Saved data entries

"""

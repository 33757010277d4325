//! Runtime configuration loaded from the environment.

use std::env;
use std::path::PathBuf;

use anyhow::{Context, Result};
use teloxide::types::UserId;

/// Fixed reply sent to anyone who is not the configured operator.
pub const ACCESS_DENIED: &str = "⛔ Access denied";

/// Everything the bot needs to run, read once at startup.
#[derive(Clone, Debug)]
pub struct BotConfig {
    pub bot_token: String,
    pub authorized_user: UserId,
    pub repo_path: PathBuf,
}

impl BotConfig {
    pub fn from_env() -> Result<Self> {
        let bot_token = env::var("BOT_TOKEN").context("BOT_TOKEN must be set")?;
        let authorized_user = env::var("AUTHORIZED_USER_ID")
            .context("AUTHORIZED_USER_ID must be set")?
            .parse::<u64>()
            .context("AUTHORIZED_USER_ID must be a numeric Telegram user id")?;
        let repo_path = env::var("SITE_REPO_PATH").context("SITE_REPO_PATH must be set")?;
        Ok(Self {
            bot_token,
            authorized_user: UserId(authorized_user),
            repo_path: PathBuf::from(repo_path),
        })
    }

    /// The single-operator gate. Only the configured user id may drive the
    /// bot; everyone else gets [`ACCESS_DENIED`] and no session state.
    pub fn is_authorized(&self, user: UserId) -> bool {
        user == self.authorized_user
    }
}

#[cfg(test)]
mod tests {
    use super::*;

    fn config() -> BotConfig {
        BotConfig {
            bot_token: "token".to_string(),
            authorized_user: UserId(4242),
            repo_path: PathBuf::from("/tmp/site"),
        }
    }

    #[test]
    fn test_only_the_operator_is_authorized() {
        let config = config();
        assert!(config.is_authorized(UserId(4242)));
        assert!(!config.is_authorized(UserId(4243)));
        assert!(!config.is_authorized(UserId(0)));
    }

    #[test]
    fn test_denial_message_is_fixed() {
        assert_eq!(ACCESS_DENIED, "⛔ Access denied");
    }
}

"""

About this task —
For each line above that contains the word "configured", give the line as it is written.

Solution to this task —
/// Fixed reply sent to anyone who is not the configured operator.
    /// The single-operator gate. Only the configured user id may drive the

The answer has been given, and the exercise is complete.